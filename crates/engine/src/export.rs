//! CSV export of report rows.

use std::io::Write;

use serde::Serialize;

use crate::{ResultEngine, report::Report};

#[derive(Serialize)]
struct ExportRow<'a> {
    date: String,
    account: &'a str,
    description: &'a str,
    category: &'a str,
    counterparty: &'a str,
    party: &'a str,
    reference: &'a str,
    #[serde(rename = "type")]
    tx_type: &'static str,
    amount: String,
    balance: String,
    id: &'a str,
}

/// Writes one line per report row, in report order, with a header.
/// Amounts are signed and carry no currency code.
pub fn write_csv<W: Write>(report: &Report, writer: W) -> ResultEngine<()> {
    let mut csv = csv::Writer::from_writer(writer);
    for row in &report.rows {
        csv.serialize(ExportRow {
            date: report.date(row.date),
            account: &row.account,
            description: &row.description,
            category: &row.category,
            counterparty: &row.counterparty,
            party: &row.party,
            reference: &row.reference,
            tx_type: row.tx_type.as_str(),
            amount: row.signed_amount().to_string(),
            balance: row.running_balance.to_string(),
            id: row.id.as_str(),
        })?;
    }
    csv.flush()?;
    Ok(())
}

#[cfg(test)]
mod tests {
    use api_types::{
        Id, Money, Reference,
        transaction::{Transaction, TransactionType},
    };
    use chrono::{TimeZone, Utc};

    use super::*;
    use crate::{
        directory::{AccountDirectory, CategoryDirectory},
        report::ReportMeta,
    };

    #[test]
    fn writes_header_and_signed_rows() {
        let tx = Transaction {
            id: Id::from("t1"),
            account: Reference::Id(Id::from("a1")),
            amount: Money::new(300),
            tx_type: TransactionType::Debit,
            date: Utc.with_ymd_and_hms(2024, 1, 9, 8, 0, 0).unwrap(),
            description: Some("Bus, ticket".to_string()),
            category: None,
            counterparty: None,
            party: None,
            balance_after_transaction: Some(Money::new(700)),
            transfer_id: None,
            reference: None,
            created_at: None,
        };
        let report = Report::build(
            ReportMeta::new("csv", chrono_tz::UTC),
            &[tx],
            &AccountDirectory::default(),
            &CategoryDirectory::default(),
        )
        .unwrap();

        let mut out = Vec::new();
        write_csv(&report, &mut out).unwrap();
        let text = String::from_utf8(out).unwrap();
        let mut lines = text.lines();
        assert_eq!(
            lines.next(),
            Some("date,account,description,category,counterparty,party,reference,type,amount,balance,id")
        );
        assert_eq!(
            lines.next(),
            Some("2024-01-09,a1,\"Bus, ticket\",Uncategorized,,,,debit,-3.00,7.00,t1")
        );
        assert_eq!(lines.next(), None);
    }
}
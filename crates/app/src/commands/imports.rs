use super::Context;
use crate::{cli::ImportsCommand, error::Result};

pub async fn run(ctx: &Context, command: ImportsCommand) -> Result<()> {
    match command {
        ImportsCommand::List => {
            for import in ctx.client.imports_list().await? {
                let created = import.created_at.map(|d| ctx.date(d)).unwrap_or_default();
                println!(
                    "{:<26} {:<32} {:<10} {:<10} {:>5}/{:<5} skipped {}",
                    import.id.as_str(),
                    import.file_name,
                    created,
                    import.status.as_str(),
                    import.imported_rows,
                    import.total_rows,
                    import.skipped_rows
                );
                if let Some(error) = &import.error {
                    println!("  {error}");
                }
            }
        }
        ImportsCommand::Upload { account, file } => {
            let account = ctx.account_id(&account).await?;
            let contents = tokio::fs::read(&file).await?;
            let file_name = file
                .file_name()
                .map(|n| n.to_string_lossy().into_owned())
                .unwrap_or_else(|| file.display().to_string());
            let import = ctx
                .client
                .import_upload(&account, &file_name, contents)
                .await?;
            println!(
                "Import {} for {} is {}",
                import.id,
                import.file_name,
                import.status.as_str()
            );
        }
    }
    Ok(())
}
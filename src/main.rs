use testapp::{Config, Snapshot};

fn main() -> Result<(), testapp::Error> {
    env_logger::Builder::new()
        .filter_level(log::LevelFilter::Warn)
        .parse_default_env()
        .init();

    let snapshot = Snapshot::capture();
    let config = Config::from_snapshot(&snapshot);

    let stdout = std::io::stdout();
    testapp::run(&snapshot, &config, &mut stdout.lock())?;
    Ok(())
}
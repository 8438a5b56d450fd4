//! Conversions between `U160` and 32-bit words
//!
//! SHA-1 keeps its running value as five 32-bit words. These conversions
//! map that state to and from the serialized digest, most significant
//! word first, each word written big-endian.

use crate::primitives::U160;

/// Converts a `U160` into five 32-bit words.
impl From<U160> for [u32; 5] {
    fn from(value: U160) -> Self {
        let mut out = [0u32; 5];

        for (o, chunk) in out.iter_mut().zip(value.0.chunks_exact(4)) {
            *o = u32::from_be_bytes([chunk[0], chunk[1], chunk[2], chunk[3]]);
        }

        out
    }
}

/// Converts five 32-bit words into a `U160`.
impl From<[u32; 5]> for U160 {
    fn from(value: [u32; 5]) -> Self {
        let mut out = [0u8; 20];

        for (chunk, v) in out.chunks_exact_mut(4).zip(value) {
            chunk.copy_from_slice(&v.to_be_bytes());
        }

        U160(out)
    }
}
....
▶ [Task directions]
Work out how many lines in the data include "ResultEngine". Answer with the number only.

▶ [The completed task]
2